I can brown bag it for lunch because I don’t need to escape. I can ask questions and not be ridiculed for
not knowing the answer. We refinanced
the house, paid off the 401K loan and had extra left for a credit card
payment. That puts my wage into an area
that really is almost the same as my previous take home pay. And I can breathe.
I’m also told how cute I look in my dresses and that feels
good. So it stings when a ten year old
at the nail salon asks when my baby will be born and I have to tell her that I’m
not pregnant, I’m fat. But it stings a
little less. I’m forty four years old
this past May and I don’t like the weight I’m at. But I’m learning to give myself a break and
take the small steps I can. Cutting down
on alcohol, no mayo or ketchup, avoiding extraneous carbs and trying to be more
physical with my daily routine. It took
me ten years to get to this weight. It’s not going to go away overnight.

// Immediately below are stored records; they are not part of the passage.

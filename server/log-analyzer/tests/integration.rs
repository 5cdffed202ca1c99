//! Integration tests for the analyzer on a synthetic cluster log.

use chrono::{Duration, NaiveDate};
use log_analyzer::{AnalysisConfig, Analyzer, Incident, TimestampExtractor};
use rand::rngs::StdRng;
use rand::seq::SliceRandom;
use rand::{Rng, SeedableRng};

/// 2000 lines of routine traffic with four planted anomalies at fixed indices
/// (500: ERROR, 1200: WARN, 1500: FATAL, 1800: oversized debug dump).
fn synthetic_log(num_lines: usize, seed: u64) -> Vec<String> {
  let mut rng = StdRng::seed_from_u64(seed);
  let levels = ["INFO", "INFO", "INFO", "INFO", "DEBUG", "INFO"];
  let components = ["Worker-node-", "Executor-", "Storage-module-", "Network-stack-"];
  let start = NaiveDate::from_ymd_opt(2025, 1, 15)
    .unwrap()
    .and_hms_opt(8, 0, 0)
    .unwrap();

  (0..num_lines)
    .map(|i| {
      let ts = (start + Duration::seconds(i as i64)).format("%y/%m/%d %H:%M:%S");
      let level = levels.choose(&mut rng).unwrap();
      let comp = format!("{}{}", components.choose(&mut rng).unwrap(), rng.gen_range(1..=20));
      let roll: f64 = rng.gen();
      let msg = if roll < 0.4 {
        format!(
          "Task {} completed successfully in {}ms",
          rng.gen_range(1000..=9000),
          rng.gen_range(10..=500)
        )
      } else if roll < 0.7 {
        format!("Heartbeat sent to master at 10.0.0.{}", rng.gen_range(1..=254))
      } else if roll < 0.9 {
        format!(
          "Saved output to hdfs://cluster-name/data/part-{}.parquet",
          rng.gen_range(10000..=99999)
        )
      } else {
        format!(
          "Received request from user_{} for resource_{}",
          rng.gen_range(1..=100),
          rng.gen_range(100..=200)
        )
      };

      match i {
        500 => format!("{} ERROR Worker-node-7: Connection refused to database at 192.168.1.50:5432", ts),
        1200 => format!(
          "{} WARN Storage-module-2: Disk usage on /dev/sda1 is 98%. Performance may degrade.",
          ts
        ),
        1500 => format!(
          "{} FATAL Network-stack-1: Unexpected kernel panic in packet processing thread! NullPointerException at 0x44FF22",
          ts
        ),
        1800 => format!("{} INFO Executor-12: {}END_OF_DUMP", ts, "DEBUG_DUMP ".repeat(20)),
        _ => format!("{} {} {}: {}", ts, level, comp, msg),
      }
    })
    .collect()
}

fn analyzer() -> Analyzer {
  Analyzer::new(AnalysisConfig::default())
    .unwrap()
    .with_extractor(TimestampExtractor::with_reference_date(
      NaiveDate::from_ymd_opt(2025, 1, 15).unwrap(),
    ))
}

fn assert_ranked(incidents: &[Incident]) {
  for pair in incidents.windows(2) {
    let (a, b) = (&pair[0], &pair[1]);
    assert!(
      a.severity > b.severity || (a.severity == b.severity && a.occurrences >= b.occurrences),
      "incidents out of order: {:?} before {:?}",
      (a.severity, a.occurrences),
      (b.severity, b.occurrences)
    );
  }
}

#[test]
fn synthetic_log_surfaces_planted_incidents() {
  let lines = synthetic_log(2000, 7);
  let report = analyzer().analyze_report(lines.iter());

  assert_eq!(report.lines, 2000);
  assert!(report.incidents.len() >= 2, "got {:?}", report.incidents);
  assert!(report.incidents.iter().any(|i| i.severity >= 3.0));
  assert!(report.incidents.iter().all(|i| i.occurrences >= 1));
  assert_ranked(&report.incidents);

  let top = &report.incidents[0];
  assert_eq!(top.severity, 5.0);
  assert!(top.example_log.contains("kernel panic"));

  let refused = report
    .incidents
    .iter()
    .find(|i| i.example_log.contains("Connection refused"))
    .expect("ERROR line should be an incident");
  assert_eq!(refused.severity, 3.0);
  assert_eq!(refused.occurrences, 1);
}

#[test]
fn occurrences_account_for_every_flagged_line() {
  let lines = synthetic_log(2000, 11);
  let report = analyzer().analyze_report(lines.iter());
  let total: u64 = report.incidents.iter().map(|i| i.occurrences).sum();
  assert_eq!(total as usize, report.flagged);
}

#[test]
fn analysis_is_deterministic() {
  let lines = synthetic_log(600, 3);
  let a = analyzer().analyze(lines.iter());
  let b = analyzer().analyze(lines.iter());
  assert_eq!(a, b);
}

#[test]
fn tiny_inputs_produce_nothing() {
  assert!(analyzer().analyze(Vec::<String>::new()).is_empty());
  let lines = synthetic_log(5, 1);
  assert!(analyzer().analyze(lines.iter()).is_empty());
}

#[test]
fn incidents_serialize_with_camel_case_fields() {
  let lines = synthetic_log(400, 5);
  let incidents = analyzer().analyze(lines.iter());
  let json = serde_json::to_value(&incidents).unwrap();
  if let Some(first) = json.as_array().and_then(|a| a.first()) {
    for key in ["incidentTemplate", "occurrences", "avgScore", "severity", "exampleLog"] {
      assert!(first.get(key).is_some(), "missing {}", key);
    }
  }
}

Maybe I’ll never get back to my size twelve again. But at forty four, a fourteen isn’t so
bad. At forty four, the excessive weight
isn’t healthy, but it’s only ninety pounds.
That doesn’t even qualify me for weight loss surgery.
So no, I’m not pregnant.
Yes, I am fat. But ten years of
stress doesn’t go away in two months.
And neither does ten years of weight gain. But in spite of those two facts, I feel
happier and healthier than I have in a decade.
My husband (dear delusional man) still thinks I’m beautiful. My parents are excited for the new
opportunities I’ll have. And I’m finally writing again.
No, life’s not perfect. But I’ll take it.